A single word of testimony at a medical malpractice trial has cost a Pennsylvania lawyer a nearly $1 million fine she says threatens her home, her family and her small law firm.
Insurance defense attorney Nancy Raynor says her assets have been frozen and a lien put on her home because her witness had a slip of the tongue during a 2012 trial.
A Philadelphia judge had ruled that jurors were not to hear that a deceased lung-cancer patient had been a smoker. Two weeks into the trial, Raynor asked her expert witness about the patient’s cardiac-risk factors.
“The patient was a smoker. The patient was hypertensive. So yes, I mean, those are big risk factors,” Dr. John Kelly replied.
The testimony caused a mistrial, and the opposing lawyers later asked the judge to sanction Raynor to cover the time and expense of retrying the four-week case.
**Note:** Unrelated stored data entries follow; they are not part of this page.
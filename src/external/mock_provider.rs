use std::collections::HashMap;

use async_trait::async_trait;
use chrono::{Datelike, Duration, NaiveDate, Weekday};
use rand::rngs::StdRng;
use rand::{Rng, SeedableRng};

use crate::external::market_data_provider::{MarketDataError, MarketDataProvider};
use crate::models::{HistoryWindow, OhlcvBar, Period, StockInfo};

/// In-memory provider. Serves fixed series for tests and synthetic random
/// walks for offline runs. Relative periods are resolved against `as_of`.
#[derive(Debug, Clone)]
pub struct MockProvider {
    as_of: NaiveDate,
    history: HashMap<String, Vec<OhlcvBar>>,
    info: HashMap<String, StockInfo>,
}

impl MockProvider {
    pub fn new(as_of: NaiveDate) -> Self {
        Self {
            as_of,
            history: HashMap::new(),
            info: HashMap::new(),
        }
    }

    pub fn with_history(mut self, symbol: &str, mut bars: Vec<OhlcvBar>) -> Self {
        bars.sort_by_key(|b| b.date);
        self.history.insert(symbol.to_string(), bars);
        self
    }

    pub fn with_info(mut self, info: StockInfo) -> Self {
        self.info.insert(info.symbol.clone(), info);
        self
    }

    /// One year of weekday bars per symbol, seeded by the symbol so repeated
    /// runs see the same data.
    pub fn synthetic<S: AsRef<str>>(symbols: &[S], as_of: NaiveDate) -> Self {
        symbols.iter().fold(Self::new(as_of), |provider, symbol| {
            let symbol = symbol.as_ref();
            let bars = generate_mock(symbol, as_of, Period::OneYear.calendar_days());
            let last_close = bars.last().map(|b| b.close).unwrap_or(100.0);
            let info = StockInfo {
                symbol: symbol.to_string(),
                market_cap: Some(last_close * 1.0e9),
                forward_pe: Some(20.0),
                dividend_yield: Some(0.01),
                fifty_two_week_high: bars.iter().map(|b| b.high).reduce(f64::max),
                fifty_two_week_low: bars.iter().map(|b| b.low).reduce(f64::min),
                average_volume: Some(
                    bars.iter().map(|b| b.volume).sum::<f64>() / bars.len().max(1) as f64,
                ),
            };
            provider.with_history(symbol, bars).with_info(info)
        })
    }

    fn select(&self, bars: &[OhlcvBar], window: HistoryWindow) -> Vec<OhlcvBar> {
        match window {
            HistoryWindow::Period(Period::OneDay) => bars
                .iter()
                .rev()
                .find(|b| b.date <= self.as_of)
                .cloned()
                .into_iter()
                .collect(),
            HistoryWindow::Period(period) => {
                let from = self.as_of - Duration::days(period.calendar_days());
                bars.iter()
                    .filter(|b| b.date > from && b.date <= self.as_of)
                    .cloned()
                    .collect()
            }
            HistoryWindow::Range { start, end } => bars
                .iter()
                .filter(|b| b.date >= start && b.date < end)
                .cloned()
                .collect(),
        }
    }
}

fn symbol_seed(symbol: &str) -> u64 {
    symbol
        .bytes()
        .fold(0xcbf2_9ce4_8422_2325_u64, |h, b| (h ^ b as u64).wrapping_mul(0x0100_0000_01b3))
}

/// Random-walk daily bars covering `days` calendar days up to `as_of`.
pub fn generate_mock(symbol: &str, as_of: NaiveDate, days: i64) -> Vec<OhlcvBar> {
    let mut rng = StdRng::seed_from_u64(symbol_seed(symbol));
    let mut current = 50.0 + rng.random::<f64>() * 150.0;
    let base_volume = 1.0e6 + rng.random::<f64>() * 9.0e6;

    (0..days)
        .rev()
        .map(|i| as_of - Duration::days(i))
        .filter(|d| !matches!(d.weekday(), Weekday::Sat | Weekday::Sun))
        .map(|date| {
            let open = current;
            current *= 1.0 + (rng.random::<f64>() - 0.5) * 0.02;
            let spread = current * rng.random::<f64>() * 0.01;
            let volume = (base_volume * (0.5 + rng.random::<f64>())).round();
            OhlcvBar::new(
                date,
                open,
                open.max(current) + spread,
                open.min(current) - spread,
                current,
                volume,
            )
        })
        .collect()
}

#[async_trait]
impl MarketDataProvider for MockProvider {
    async fn fetch_history(
        &self,
        symbol: &str,
        window: HistoryWindow,
    ) -> Result<Vec<OhlcvBar>, MarketDataError> {
        let bars = self.history.get(symbol).ok_or(MarketDataError::NotFound)?;
        Ok(self.select(bars, window))
    }

    async fn fetch_info(&self, symbol: &str) -> Result<StockInfo, MarketDataError> {
        self.info.get(symbol).cloned().ok_or(MarketDataError::NotFound)
    }
}

#[cfg(test)]
mod tests {
    use super::*;

    fn date(y: i32, m: u32, d: u32) -> NaiveDate {
        NaiveDate::from_ymd_opt(y, m, d).unwrap()
    }

    fn daily(start: NaiveDate, closes: &[f64]) -> Vec<OhlcvBar> {
        closes
            .iter()
            .enumerate()
            .map(|(i, c)| OhlcvBar::from_close(start + Duration::days(i as i64), *c, 1000.0))
            .collect()
    }

    #[tokio::test]
    async fn one_day_period_returns_latest_bar() {
        let provider = MockProvider::new(date(2024, 3, 10))
            .with_history("AAPL", daily(date(2024, 3, 1), &[1.0, 2.0, 3.0]));

        let bars = provider
            .fetch_history("AAPL", HistoryWindow::Period(Period::OneDay))
            .await
            .unwrap();
        assert_eq!(bars.len(), 1);
        assert_eq!(bars[0].close, 3.0);
    }

    #[tokio::test]
    async fn range_is_end_exclusive() {
        let provider = MockProvider::new(date(2024, 3, 10))
            .with_history("AAPL", daily(date(2024, 3, 1), &[1.0, 2.0, 3.0, 4.0]));

        let bars = provider
            .fetch_history(
                "AAPL",
                HistoryWindow::Range { start: date(2024, 3, 2), end: date(2024, 3, 4) },
            )
            .await
            .unwrap();
        assert_eq!(bars.iter().map(|b| b.close).collect::<Vec<_>>(), vec![2.0, 3.0]);
    }

    #[tokio::test]
    async fn unknown_symbol_is_not_found() {
        let provider = MockProvider::new(date(2024, 3, 10));
        let err = provider.fetch_info("NOPE").await.unwrap_err();
        assert!(matches!(err, MarketDataError::NotFound));
    }

    #[test]
    fn synthetic_data_is_deterministic_and_skips_weekends() {
        let as_of = date(2024, 6, 28);
        let a = generate_mock("MSFT", as_of, 365);
        let b = generate_mock("MSFT", as_of, 365);
        assert_eq!(a, b);
        assert!(a.len() > 250 && a.len() < 265);
        assert!(a
            .iter()
            .all(|bar| !matches!(bar.date.weekday(), Weekday::Sat | Weekday::Sun)));
        assert!(a.iter().all(|bar| bar.low <= bar.close && bar.close <= bar.high));
    }
}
Common Pleas Judge Paul P. Panepinto Jr. agreed.
“She failed to advise Dr. Kelly of the order before she asked a question certain to elicit testimony of smoking,” lawyers Matthew D’Annunzio and Joseph Messa argued in a brief.
Raynor insists the mistake was Kelly’s, not her own.
“To think that someone as seasoned as I am is going to disobey a court order that was so seminal to the case is just ludicrous,” Raynor, 54, of Berwyn, said last week. “A lawyer is not always able to control her witness.”
A hearing Feb. 19 will determine if the sanctions will be stayed while she appeals.
“Obviously, every lawyer has an obligation to instruct every witness about the (court’s) limitation. But $1 million? I don’t recall ever hearing of a $1 million fine,” said Lawrence Fox, a Philadelphia lawyer who teaches legal ethics at Yale Law School.
Raynor and her witness – Kelly is a former chief of staff at Einstein University Medical Center – gave vastly different statements at a 2014 sanctions hearing.
Raynor insisted that she told him about the ‘smoking’ ban several times, including that day, although she had not said that the day of the mishap. Her clients – an emergency room doctor and his insurance representative – said they heard the courthouse conversation.
“I think that Dr. Kelly was under pressure, he made a mistake,” Raynor testified at the sanctions hearing.
Kelly said he had been surprised when his remark caused a stir.
“I did not discuss the order of smoking that morning, no,” he told Panepinto.
He said he could not recall if he had received any earlier warning.
The trial continued after his May 31, 2012, utterance, but Panepinto later threw out the $190,000 verdict and awarded the patient’s family a new trial. The second jury awarded the family nearly $2 million – even though that judge allowed testimony that she smoked.
Raynor was defending Dr. Jeffrey Geller in the trial, who was accused along with Roxborough Hospital and a second doctor of missing a suspect nodule on patient Rosalind Wilson’s chest X-ray. Wilson, then 67, was diagnosed more than a year later with terminal lung cancer.
“To whop someone with unprecedented, $1 million sanctions that are going to drive someone out of business over this testimony is … egregious,” said Raynor, who has one child still in college. “I think they were just unhappy with the (first) verdict and wanted to blame it on me.”
Separately, Raynor had been hit with a $44,000 sanction by a different judge who heard pretrial issues in the case, over a complaint she sent to the employer of a plaintiff’s witness about her potential testimony.
The Pennsylvania Medical Society plans to file an amicus brief to support Raynor’s appeal of the larger fine. They fear the sanctions could have a chilling effect on defense lawyers.
“It would give a lawyer pause before putting on a full-court press … (because) it could put themselves and their families in jeopardy,” said Dr. Scott Shapiro, an Abington cardiologist who is the medical society’s incoming president.
Panepinto has not yet issued a memo to explain the sanctions. But D’Annunzio and Messa, who would share the $946,000 judgment with Wilson’s family, say the order simply compensates them for their time, and does not include punitive damages.
“The way to ensure fairness to both sides in a lawsuit is to follow the rules,” Messa said Friday.